St. Francis of Assisi understood this kinship deeply. In his “Canticles” (1224-1225), he called the Sun “Brother Sun” and the Moon “Sister Moon,” extending this familial language to Wind, Water, Fire, and Earth. These are all siblings to humanity, all reflections of God’s glory. Francis embraced rabbits, birds, wolves, fish, bees, and even worms as brothers and sisters, recognizing no separation between human and creature.
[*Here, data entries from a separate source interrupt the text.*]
use std::fmt;
use std::sync::Arc;
use tracing::debug;

use crate::constants::clustering::DEFAULT_SIMILARITY_THRESHOLD;
use crate::data::Dataset;
use crate::errors::SplitError;
use crate::grouping::sort_largest_first;
use crate::similarity::{Similarity, Tanimoto, neighbor_lists};
use crate::splits::SplitAssignment;
use crate::strategies::group::fill_whole_groups;
use crate::strategies::{SplitRequest, Splitter};
use crate::types::ItemIndex;

/// Butina (sphere exclusion) clustering followed by whole-cluster fill.
///
/// Building the neighbor lists costs O(n²) similarity calls, so this
/// strategy is meant for small and medium datasets.
#[derive(Clone)]
pub struct ButinaSplitter {
    threshold: f64,
    similarity: Arc<dyn Similarity>,
}

impl fmt::Debug for ButinaSplitter {
    fn fmt(&self, f: &mut fmt::Formatter<'_>) -> fmt::Result {
        f.debug_struct("ButinaSplitter")
            .field("threshold", &self.threshold)
            .finish()
    }
}

impl Default for ButinaSplitter {
    fn default() -> Self {
        Self::new(DEFAULT_SIMILARITY_THRESHOLD)
    }
}

impl ButinaSplitter {
    /// Tanimoto clustering where pairs with similarity `>= threshold` are neighbors.
    pub fn new(threshold: f64) -> Self {
        Self {
            threshold,
            similarity: Arc::new(Tanimoto),
        }
    }

    /// Replace the default Tanimoto similarity.
    pub fn with_similarity(mut self, similarity: impl Similarity + 'static) -> Self {
        self.similarity = Arc::new(similarity);
        self
    }

    /// Neighbor similarity cutoff.
    pub fn threshold(&self) -> f64 {
        self.threshold
    }

    /// Cluster `dataset`; clusters come back in creation order.
    ///
    /// Items are visited by descending neighbor count (ties by index). An
    /// unclustered item opens a cluster and absorbs its unclustered
    /// neighbors; neighbor counts are not recomputed as items are absorbed.
    pub fn clusters(&self, dataset: &Dataset) -> Result<Vec<Vec<ItemIndex>>, SplitError> {
        if !(0.0..=1.0).contains(&self.threshold) {
            return Err(SplitError::config(format!(
                "similarity threshold must be within [0, 1], got {}",
                self.threshold
            )));
        }
        let neighbors = neighbor_lists(dataset, self.similarity.as_ref(), self.threshold)?;

        let mut visit: Vec<ItemIndex> = (0..dataset.len()).collect();
        visit.sort_by(|&a, &b| neighbors[b].len().cmp(&neighbors[a].len()));

        let mut clustered = vec![false; dataset.len()];
        let mut clusters = Vec::new();
        for center in visit {
            if clustered[center] {
                continue;
            }
            clustered[center] = true;
            let mut cluster = vec![center];
            for &neighbor in &neighbors[center] {
                if !clustered[neighbor] {
                    clustered[neighbor] = true;
                    cluster.push(neighbor);
                }
            }
            clusters.push(cluster);
        }
        Ok(clusters)
    }
}

impl Splitter for ButinaSplitter {
    fn name(&self) -> &'static str {
        "butina"
    }

    fn split(
        &self,
        dataset: &Dataset,
        request: &SplitRequest,
    ) -> Result<SplitAssignment, SplitError> {
        let fractions = request.validate(dataset)?;
        let mut clusters = self.clusters(dataset)?;
        sort_largest_first(&mut clusters);
        debug!(
            clusters = clusters.len(),
            threshold = self.threshold,
            "butina clustering complete"
        );
        Ok(fill_whole_groups(&clusters, dataset.len(), &fractions))
    }
}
Andrea Sarubbi Fereshteh carries forward St. Francis’s vision in her book In the Company of Trees: Honoring Our Connection to the Sacred Power, Beauty, and Wisdom of Trees, (2018). After moving from the mountains of Asheville, North Carolina, to central New Jersey as a young mother, Andrea yearned for the nature she’d left behind. The trails leading back to her neighborhood called to her, beginning a journey into oneness with trees and into the contemplative practice of forest bathing.
Time well spent is time in nature, a sacred time that reinforces our connection to the living family around us. I experienced this truth during a forest bathing session in Colorado. Our party of four friends separated into different corners of a vast forest. I found a giant fallen tree and lay along its horizontal trunk, my forest bed. For a long time, I felt my body blend into the wood, my skin caressed by the forest’s breath. I became one with birdsong and the fragrance of wilderness. My eyes merged with the sky above. When it was time to leave, I didn’t want to go. I had found my way home.
My life is spent mostly indoors. But when I have the opportunity and the conscious awareness, I spend time with my brothers and sisters and blend in with them again.
Spiritual practice: Describe a spiritual practice of yours that includes the natural world. How is that practice related to your spiritual formation?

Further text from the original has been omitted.